I looked over at his wife and we exchange puzzled glances while I handed her the now quiet baby and rushed down into the basement.
Tony was standing a couple feet from the stairs looking across the room at something. I followed his gaze and felt all the blood drain out of my face; this was just fucking impossible.
The basement door was ripped off its hinges and knocked twenty five feet into the backyard. I could wax poetic about the splintered wood and twisted hinges but there is no point. There was nothing poetic or artistic in the violence that caused the damage. Tony and I stood there looking at the gaping maw like a couple of idiots, a knot of fear expanding in our stomachs and twisting up our insides with icy hands.
“Your step daughter didn’t do that.” I finally managed to say. Speaking had broken the paralysis that overcame me and I was able to head closer to inspect the damage.
“No shit.” Tony was suddenly at my side, his eyes foggy like he was seeing all this in a nightmare. “But what did?”
I had no answer, and that didn’t matter. Before I could even open my mouth for a non-reply a scream from upstairs got both of us running to the main floor.
“Someone just walked into the nursery.” April said as we rushed into the living room. She was holding the baby protectively in both hands and staring at the steps. “I was about to walk up when I saw someone move through the hallway and into the baby’s room.”
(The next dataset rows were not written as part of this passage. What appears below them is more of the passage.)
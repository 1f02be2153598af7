//! services/api/src/web/assignments.rs
//!
//! Handlers for `/api/student-exams`: which tests a student is assigned, and
//! assigning or unassigning them.

use axum::{
    extract::{
        rejection::{JsonRejection, QueryRejection},
        Query, State,
    },
    Json,
};
use sat_prep_core::assignments::{
    assign_exams, order_by_assignment, unassign_exam, AssignmentOutcome, AssignmentResult,
};
use sat_prep_core::ports::AssignmentStore;
use serde::{Deserialize, Serialize};
use std::sync::Arc;
use tracing::info;
use utoipa::ToSchema;
use uuid::Uuid;

use crate::error::{ErrorBody, HttpError};
use crate::web::rest::{required, SatTestResponse, SuccessResponse};
use crate::web::state::AppState;

//=========================================================================================
// Request/Response Types
//=========================================================================================

#[derive(Deserialize)]
#[serde(rename_all = "camelCase")]
pub struct StudentExamQuery {
    pub student_id: Option<Uuid>,
    pub exam_id: Option<Uuid>,
}

#[derive(Deserialize, ToSchema)]
#[serde(rename_all = "camelCase")]
pub struct AssignExamsRequest {
    pub student_ids: Option<Vec<Uuid>>,
    pub exam_ids: Option<Vec<Uuid>>,
}

/// The outcome of a bulk assignment for one student.
#[derive(Serialize, ToSchema)]
pub struct AssignmentResultResponse {
    pub student_id: Uuid,
    /// `assigned`, `not_found`, `conflict` or `failed`.
    pub outcome: String,
    /// The student's full assignment list after the update, when assigned.
    #[serde(skip_serializing_if = "Option::is_none")]
    pub student_exams: Option<Vec<Uuid>>,
    #[serde(skip_serializing_if = "Option::is_none")]
    pub error: Option<String>,
}

impl From<AssignmentResult> for AssignmentResultResponse {
    fn from(result: AssignmentResult) -> Self {
        let (outcome, student_exams, error) = match result.outcome {
            AssignmentOutcome::Assigned { student_exams } => ("assigned", Some(student_exams), None),
            AssignmentOutcome::NotFound => ("not_found", None, Some("Student not found")),
            AssignmentOutcome::Conflict => {
                ("conflict", None, Some("Concurrent update, try again"))
            }
            // The reason has already been logged.
            AssignmentOutcome::Failed { .. } => ("failed", None, Some("Failed to assign exams")),
        };
        Self {
            student_id: result.student_id,
            outcome: outcome.to_string(),
            student_exams,
            error: error.map(str::to_string),
        }
    }
}

//=========================================================================================
// Handlers
//=========================================================================================

/// The tests assigned to a student, in assignment order.
#[utoipa::path(
    get,
    path = "/api/student-exams",
    params(("studentId" = Uuid, Query, description = "Student id")),
    responses(
        (status = 200, description = "Assigned tests", body = Vec<SatTestResponse>),
        (status = 400, description = "Missing student id", body = ErrorBody),
        (status = 404, description = "No such student", body = ErrorBody),
        (status = 500, description = "Internal server error", body = ErrorBody)
    )
)]
pub async fn list_student_exams_handler(
    State(state): State<Arc<AppState>>,
    query: Result<Query<StudentExamQuery>, QueryRejection>,
) -> Result<Json<Vec<SatTestResponse>>, HttpError> {
    let Query(query) = query?;
    let student_id = required(query.student_id, "studentId")?;

    let exam_ids = state
        .db
        .get_student_exams(student_id)
        .await
        .map_err(|e| HttpError::port(e, "fetch student exams"))?;
    if exam_ids.is_empty() {
        return Ok(Json(Vec::new()));
    }

    let tests = state
        .db
        .get_sat_tests_by_ids(&exam_ids)
        .await
        .map_err(|e| HttpError::port(e, "fetch exam details"))?;
    let tests = order_by_assignment(tests, &exam_ids);
    Ok(Json(tests.into_iter().map(SatTestResponse::from).collect()))
}

/// Assign tests to students. Each student is updated independently.
#[utoipa::path(
    post,
    path = "/api/student-exams",
    request_body = AssignExamsRequest,
    responses(
        (status = 200, description = "One result per student, in request order", body = Vec<AssignmentResultResponse>),
        (status = 400, description = "Missing student or exam ids", body = ErrorBody),
        (status = 500, description = "Internal server error", body = ErrorBody)
    )
)]
pub async fn assign_exams_handler(
    State(state): State<Arc<AppState>>,
    payload: Result<Json<AssignExamsRequest>, JsonRejection>,
) -> Result<Json<Vec<AssignmentResultResponse>>, HttpError> {
    let Json(req) = payload?;
    let student_ids = req.student_ids.unwrap_or_default();
    let exam_ids = req.exam_ids.unwrap_or_default();
    if student_ids.is_empty() || exam_ids.is_empty() {
        return Err(HttpError::BadRequest(
            "Student IDs and Exam IDs are required".to_string(),
        ));
    }

    let results = assign_exams(state.db.as_ref(), &student_ids, &exam_ids).await;
    let assigned = results
        .iter()
        .filter(|r| matches!(r.outcome, AssignmentOutcome::Assigned { .. }))
        .count();
    info!(
        students = student_ids.len(),
        assigned,
        exams = exam_ids.len(),
        "Assigned exams"
    );
    Ok(Json(
        results
            .into_iter()
            .map(AssignmentResultResponse::from)
            .collect(),
    ))
}

/// Remove one test from a student's assignments. Removing an absent id succeeds.
#[utoipa::path(
    delete,
    path = "/api/student-exams",
    params(
        ("studentId" = Uuid, Query, description = "Student id"),
        ("examId" = Uuid, Query, description = "Test id to remove")
    ),
    responses(
        (status = 200, description = "Unassigned", body = SuccessResponse),
        (status = 400, description = "Missing ids", body = ErrorBody),
        (status = 404, description = "No such student", body = ErrorBody),
        (status = 409, description = "Concurrent updates kept winning", body = ErrorBody),
        (status = 500, description = "Internal server error", body = ErrorBody)
    )
)]
pub async fn unassign_exam_handler(
    State(state): State<Arc<AppState>>,
    query: Result<Query<StudentExamQuery>, QueryRejection>,
) -> Result<Json<SuccessResponse>, HttpError> {
    let Query(query) = query?;
    let (Some(student_id), Some(exam_id)) = (query.student_id, query.exam_id) else {
        return Err(HttpError::BadRequest(
            "Student ID and Exam ID are required".to_string(),
        ));
    };

    unassign_exam(state.db.as_ref(), student_id, exam_id)
        .await
        .map_err(|e| HttpError::port(e, "unassign exam"))?;
    info!(%student_id, %exam_id, "Unassigned exam");
    Ok(Json(SuccessResponse::ok()))
}
//! services/api/src/web/attempts.rs

use axum::{
    extract::{rejection::QueryRejection, Query, State},
    Json,
};
use serde::Deserialize;
use std::sync::Arc;
use uuid::Uuid;

use crate::error::{ErrorBody, HttpError};
use crate::web::rest::{required, TestAttemptResponse};
use crate::web::state::AppState;

#[derive(Deserialize)]
#[serde(rename_all = "camelCase")]
pub struct AttemptsQuery {
    pub student_id: Option<Uuid>,
}

/// A student's attempts, most recently started first.
#[utoipa::path(
    get,
    path = "/api/student-test-attempts",
    params(("studentId" = Uuid, Query, description = "Student id")),
    responses(
        (status = 200, description = "Attempts", body = Vec<TestAttemptResponse>),
        (status = 400, description = "Missing student id", body = ErrorBody),
        (status = 500, description = "Internal server error", body = ErrorBody)
    )
)]
pub async fn list_student_attempts_handler(
    State(state): State<Arc<AppState>>,
    query: Result<Query<AttemptsQuery>, QueryRejection>,
) -> Result<Json<Vec<TestAttemptResponse>>, HttpError> {
    let Query(query) = query?;
    let student_id = required(query.student_id, "studentId")?;
    let attempts = state
        .db
        .list_attempts_for_student(student_id)
        .await
        .map_err(|e| HttpError::port(e, "fetch student attempts"))?;
    Ok(Json(
        attempts.into_iter().map(TestAttemptResponse::from).collect(),
    ))
}
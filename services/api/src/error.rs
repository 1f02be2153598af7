//! services/api/src/error.rs
//!
//! Defines the startup error type for the API service and the error type
//! returned by request handlers.

use crate::config::ConfigError;
use axum::{
    extract::rejection::{JsonRejection, PathRejection, QueryRejection},
    http::StatusCode,
    response::{IntoResponse, Response},
    Json,
};
use sat_prep_core::ports::PortError;
use sat_prep_core::session::AccessError;
use serde::Serialize;
use tracing::error;
use utoipa::ToSchema;

/// The primary error type for the `api` service.
#[derive(Debug, thiserror::Error)]
pub enum ApiError {
    /// Represents an error that occurred during configuration loading.
    #[error("Configuration error: {0}")]
    Config(#[from] ConfigError),

    /// Represents an error from the underlying database library.
    #[error("Database Error: {0}")]
    Database(#[from] sqlx::Error),

    /// Represents a standard Input/Output error (e.g., binding to a network socket).
    #[error("IO error: {0}")]
    Io(#[from] std::io::Error),
}

//=========================================================================================
// Request Errors
//=========================================================================================

/// The body of every error response.
#[derive(Serialize, ToSchema)]
pub struct ErrorBody {
    pub error: String,
}

/// Everything a handler can fail with. The display text is what the client sees.
#[derive(Debug, thiserror::Error)]
pub enum HttpError {
    #[error("{0}")]
    BadRequest(String),
    #[error("Authentication required")]
    Unauthorized,
    #[error("{0}")]
    Forbidden(String),
    #[error("{0}")]
    NotFound(String),
    #[error("{0}")]
    Conflict(String),
    /// A failed store call; the detail has already been logged.
    #[error("{0}")]
    Store(String),
    /// A handler panicked.
    #[error("Internal server error")]
    Internal,
}

impl HttpError {
    /// Maps a port failure for the operation described by `action`
    /// (e.g. "fetch SAT test"). Store details are logged, never returned.
    pub fn port(err: PortError, action: &str) -> Self {
        match err {
            PortError::NotFound(what) => HttpError::NotFound(format!("{} not found", what)),
            PortError::Conflict(detail) => {
                error!("Failed to {}: {}", action, detail);
                HttpError::Conflict(format!("Failed to {}: concurrent update, try again", action))
            }
            PortError::Unexpected(detail) => {
                error!("Failed to {}: {}", action, detail);
                HttpError::Store(format!("Failed to {}", action))
            }
        }
    }

    fn status(&self) -> StatusCode {
        match self {
            HttpError::BadRequest(_) => StatusCode::BAD_REQUEST,
            HttpError::Unauthorized => StatusCode::UNAUTHORIZED,
            HttpError::Forbidden(_) => StatusCode::FORBIDDEN,
            HttpError::NotFound(_) => StatusCode::NOT_FOUND,
            HttpError::Conflict(_) => StatusCode::CONFLICT,
            HttpError::Store(_) | HttpError::Internal => StatusCode::INTERNAL_SERVER_ERROR,
        }
    }
}

impl IntoResponse for HttpError {
    fn into_response(self) -> Response {
        let status = self.status();
        let body = ErrorBody {
            error: self.to_string(),
        };
        (status, Json(body)).into_response()
    }
}

impl From<AccessError> for HttpError {
    fn from(err: AccessError) -> Self {
        match err {
            AccessError::Unauthenticated => HttpError::Unauthorized,
            other => HttpError::Forbidden(other.to_string()),
        }
    }
}

impl From<JsonRejection> for HttpError {
    fn from(rejection: JsonRejection) -> Self {
        HttpError::BadRequest(rejection.body_text())
    }
}

impl From<PathRejection> for HttpError {
    fn from(rejection: PathRejection) -> Self {
        HttpError::BadRequest(rejection.body_text())
    }
}

impl From<QueryRejection> for HttpError {
    fn from(rejection: QueryRejection) -> Self {
        HttpError::BadRequest(rejection.body_text())
    }
}
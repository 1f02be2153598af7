//! crates/sat_prep_core/src/session.rs
//!
//! The role-gating flow: `unauthenticated -> awaiting role -> active(role)`.
//!
//! The role is never cached on the session itself. An [`AuthContext`] is built
//! per request from the session row and the current user row, so the store is
//! the only place a role lives.

use crate::domain::{Role, User};

/// The authenticated caller, passed explicitly to everything that needs it.
#[derive(Debug, Clone)]
pub struct AuthContext {
    pub session_id: String,
    pub user: User,
}

#[derive(Debug, Clone, Copy, PartialEq, Eq)]
pub enum SessionPhase {
    Unauthenticated,
    AwaitingRole,
    Active(Role),
}

impl SessionPhase {
    pub fn of(context: Option<&AuthContext>) -> Self {
        match context.map(|c| c.user.role) {
            None => SessionPhase::Unauthenticated,
            Some(None) => SessionPhase::AwaitingRole,
            Some(Some(role)) => SessionPhase::Active(role),
        }
    }

    pub fn as_str(&self) -> &'static str {
        match self {
            SessionPhase::Unauthenticated => "unauthenticated",
            SessionPhase::AwaitingRole => "authenticated-no-role",
            SessionPhase::Active(_) => "authenticated-with-role",
        }
    }

    /// Where the presentation layer should send a caller in this phase.
    pub fn landing_path(&self) -> &'static str {
        match self {
            SessionPhase::Unauthenticated => "/auth/login",
            SessionPhase::AwaitingRole => "/select-role",
            SessionPhase::Active(Role::Instructor) => "/instructor",
            SessionPhase::Active(Role::Student) => "/student",
        }
    }
}

#[derive(Debug, Clone, Copy, PartialEq, Eq, thiserror::Error)]
pub enum AccessError {
    #[error("Authentication required")]
    Unauthenticated,
    #[error("Select a role before using this resource")]
    RoleNotSelected,
    #[error("This resource requires the {required} role")]
    WrongRole { required: Role },
}

impl AuthContext {
    pub fn phase(&self) -> SessionPhase {
        SessionPhase::of(Some(self))
    }

    /// Checks that the caller has picked a role, and the given one if any.
    pub fn authorize(&self, required: Option<Role>) -> Result<Role, AccessError> {
        let role = self.user.role.ok_or(AccessError::RoleNotSelected)?;
        match required {
            Some(required) if required != role => Err(AccessError::WrongRole { required }),
            _ => Ok(role),
        }
    }
}

#[cfg(test)]
mod tests {
    use super::*;
    use chrono::Utc;
    use uuid::Uuid;

    fn context(role: Option<Role>) -> AuthContext {
        AuthContext {
            session_id: "s".into(),
            user: User {
                id: Uuid::new_v4(),
                email: "ada@example.com".into(),
                name: Some("Ada".into()),
                role,
                created_at: Utc::now(),
            },
        }
    }

    #[test]
    fn phases_follow_the_role_flow() {
        assert_eq!(SessionPhase::of(None), SessionPhase::Unauthenticated);
        assert_eq!(context(None).phase(), SessionPhase::AwaitingRole);
        assert_eq!(
            context(Some(Role::Student)).phase(),
            SessionPhase::Active(Role::Student)
        );
        assert_eq!(SessionPhase::of(None).landing_path(), "/auth/login");
        assert_eq!(context(None).phase().landing_path(), "/select-role");
        assert_eq!(
            context(Some(Role::Instructor)).phase().landing_path(),
            "/instructor"
        );
    }

    #[test]
    fn authorize_checks_selection_then_role() {
        assert_eq!(
            context(None).authorize(None),
            Err(AccessError::RoleNotSelected)
        );
        assert_eq!(
            context(Some(Role::Student)).authorize(Some(Role::Instructor)),
            Err(AccessError::WrongRole {
                required: Role::Instructor
            })
        );
        assert_eq!(
            context(Some(Role::Student)).authorize(None),
            Ok(Role::Student)
        );
    }
}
“Where is your daughter?” I asked her while Tony put a hand around her shoulders and hugged her close.
“I’m right here Uncle Chris.” The thirteen year old was sitting on the floor between the couch and the wall, her knees pulled up to her chin and arms wrapped around her. “I heard something in my closet and ran out here to get mommy to come in and check it out, but she was already telling about someone upstairs.”
Her mother and stepfather mirrored the fear on the girls face. I am sure I looked just as scared.
Tony and I headed up the steps and paused just before reaching the landing. We could plainly hear someone walking around in the room, and neither one of us was in a rush to see what was in there.
“On three.” I whispered. “One, two, three!”

there is much more of this story to come. Check bck here daily for updates.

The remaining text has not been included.